KARACHI: A local consultancy firm has taken an initiative to hold an awareness conference in the United Arab Emirates (UAE) in September to persuade overseas Pakistanis to utilize banking channels while sending money to their home country, confirmed its top official on Monday.
Dellsons Associates, a Karachi-based financial advisory company, will organize the event in collaboration with Pakistan’s diplomatic mission in the UAE and some of the leading commercial banks.
Remittances from overseas Pakistanis constitute a major source of earning for the country, though they have taken a substantial nosedive more recently.
“We plan to sensitize Pakistani diaspora about the importance of remitting their hard-earned money through official channels which have witnessed a drop in recent years,” Tufail Ahmed Khan, the CEO of the firm, told Arab News.

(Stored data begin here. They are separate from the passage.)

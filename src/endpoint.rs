//! Endpoint identity.
//!
//! An endpoint URI such as `memory://orders` names the transport protocol
//! (`memory`) and an address within it (`orders`). Receivers are keyed by
//! the endpoint's filter address when one is set, otherwise by its address.

use std::fmt;
use std::str::FromStr;
use std::time::Duration;

use regex::{Regex, RegexBuilder};
use url::Url;

use crate::error::{ConnectorError, ConnectorResult};

/// Parsed endpoint URI.
#[derive(Debug, Clone, PartialEq, Eq, Hash)]
pub struct EndpointUri {
    uri: String,
    protocol: String,
    address: String,
    filter_address: Option<String>,
}

impl EndpointUri {
    pub fn parse(uri: &str) -> ConnectorResult<Self> {
        let url = Url::parse(uri)
            .map_err(|e| ConnectorError::invalid_argument(format!("invalid endpoint uri '{uri}': {e}")))?;

        let path = url.path().trim_end_matches('/');
        let address = match url.host_str() {
            Some(host) if path.is_empty() => host.to_string(),
            Some(host) => format!("{host}{path}"),
            None => path.trim_start_matches('/').to_string(),
        };
        if address.is_empty() {
            return Err(ConnectorError::invalid_argument(format!(
                "endpoint uri '{uri}' has no address"
            )));
        }

        Ok(Self {
            uri: uri.to_string(),
            protocol: url.scheme().to_ascii_lowercase(),
            address,
            filter_address: None,
        })
    }

    /// Key receivers on `filter_address` instead of the plain address.
    pub fn with_filter_address(mut self, filter_address: impl Into<String>) -> Self {
        self.filter_address = Some(filter_address.into());
        self
    }

    pub fn as_str(&self) -> &str {
        &self.uri
    }

    /// Lower-cased URI scheme.
    pub fn protocol(&self) -> &str {
        &self.protocol
    }

    pub fn address(&self) -> &str {
        &self.address
    }

    pub fn filter_address(&self) -> Option<&str> {
        self.filter_address.as_deref()
    }

    /// Key under which a receiver for this endpoint is registered.
    pub fn receiver_key(&self) -> &str {
        self.filter_address.as_deref().unwrap_or(&self.address)
    }
}

impl fmt::Display for EndpointUri {
    fn fmt(&self, f: &mut fmt::Formatter<'_>) -> fmt::Result {
        f.write_str(&self.uri)
    }
}

impl FromStr for EndpointUri {
    type Err = ConnectorError;

    fn from_str(s: &str) -> Result<Self, Self::Err> {
        Self::parse(s)
    }
}

/// An inbound or outbound endpoint as resolved by the configuration layer.
#[derive(Debug, Clone, PartialEq, Eq)]
pub struct Endpoint {
    uri: EndpointUri,
    name: String,
    transacted: bool,
    polling_frequency: Option<Duration>,
}

impl Endpoint {
    pub fn new(uri: EndpointUri) -> Self {
        Self {
            name: format!("endpoint.{}.{}", uri.protocol(), uri.address()),
            uri,
            transacted: false,
            polling_frequency: None,
        }
    }

    pub fn parse(uri: &str) -> ConnectorResult<Self> {
        EndpointUri::parse(uri).map(Self::new)
    }

    pub fn with_name(mut self, name: impl Into<String>) -> Self {
        self.name = name.into();
        self
    }

    pub fn with_transacted(mut self, transacted: bool) -> Self {
        self.transacted = transacted;
        self
    }

    pub fn with_polling_frequency(mut self, frequency: Duration) -> Self {
        self.polling_frequency = Some(frequency);
        self
    }

    pub fn uri(&self) -> &EndpointUri {
        &self.uri
    }

    pub fn name(&self) -> &str {
        &self.name
    }

    pub fn protocol(&self) -> &str {
        self.uri.protocol()
    }

    pub fn is_transacted(&self) -> bool {
        self.transacted
    }

    pub fn polling_frequency(&self) -> Option<Duration> {
        self.polling_frequency
    }
}

/// Case-insensitive `*` wildcard used to look up receivers by key.
#[derive(Debug, Clone)]
pub struct WildcardMatcher {
    regex: Regex,
}

impl WildcardMatcher {
    pub fn new(pattern: &str) -> ConnectorResult<Self> {
        let body = pattern
            .split('*')
            .map(regex::escape)
            .collect::<Vec<_>>()
            .join(".*");
        let regex = RegexBuilder::new(&format!("^{body}$"))
            .case_insensitive(true)
            .build()
            .map_err(|e| ConnectorError::invalid_argument(format!("bad wildcard '{pattern}': {e}")))?;
        Ok(Self { regex })
    }

    pub fn matches(&self, candidate: &str) -> bool {
        self.regex.is_match(candidate)
    }
}

#[cfg(test)]
mod tests {
    use super::*;

    #[test]
    fn address_is_host_and_path() {
        let uri = EndpointUri::parse("MEMORY://queue/orders/").unwrap();
        assert_eq!(uri.protocol(), "memory");
        assert_eq!(uri.address(), "queue/orders");
        assert_eq!(uri.receiver_key(), "queue/orders");

        let simple = EndpointUri::parse("test://in").unwrap();
        assert_eq!(simple.address(), "in");
    }

    #[test]
    fn opaque_uri_uses_path_as_address() {
        let uri = EndpointUri::parse("memory:orders").unwrap();
        assert_eq!(uri.address(), "orders");
    }

    #[test]
    fn filter_address_overrides_receiver_key() {
        let uri = EndpointUri::parse("memory://orders")
            .unwrap()
            .with_filter_address("orders-eu");
        assert_eq!(uri.receiver_key(), "orders-eu");
        assert_eq!(uri.address(), "orders");
    }

    #[test]
    fn missing_address_is_rejected() {
        assert!(EndpointUri::parse("memory://").is_err());
        assert!(EndpointUri::parse("not a uri").is_err());
    }

    #[test]
    fn wildcard_matching_is_case_insensitive() {
        let matcher = WildcardMatcher::new("Orders*").unwrap();
        assert!(matcher.matches("orders"));
        assert!(matcher.matches("ORDERS.eu"));
        assert!(!matcher.matches("my.orders"));

        let literal = WildcardMatcher::new("a.b").unwrap();
        assert!(literal.matches("A.B"));
        assert!(!literal.matches("axb"), "dots must be literal");
    }
}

Khan informed that The Pakistan Remittance Summit will be held in Dubai on September 28, 2023, with the help of the Pakistan embassy and major commercial banks.
The South Asian country received $14.28 billion from Gulf Cooperation Council (GCC) countries in the last fiscal year as compared to $17.22 billion immediately before that. This accounted for a decline of 17 percent or $2.94 billion, according to the official statistics compiled by the State Bank of Pakistan (SBP).
More than half of the country’s remittances were sourced from GCC states during the outgoing financial year, with Saudi Arabia making the top contribution of $6.44 billion.
Pakistan has exported over 1.7 million workers to GCC, including one million to Saudi Arabia and 331,340 to the UAE between 2020 to July 2023, according to the Pakistan Bureau of Emigration & Overseas Employment.
Khan said the remittance inflow did not match the number of Pakistanis exported to the region during last couple of years.
“If these over a million Pakistanis merely remit an average of $100, which is around Rs30,000, per month through banking channels, the country can easily receive $100 million per month and $1.2 billion per year,” he pointed out.
The Dellsons Associates CEO added there was a huge potential above $100 million per month since an average Pakistani worker was earning 2,000 Dirham and Riyal per month.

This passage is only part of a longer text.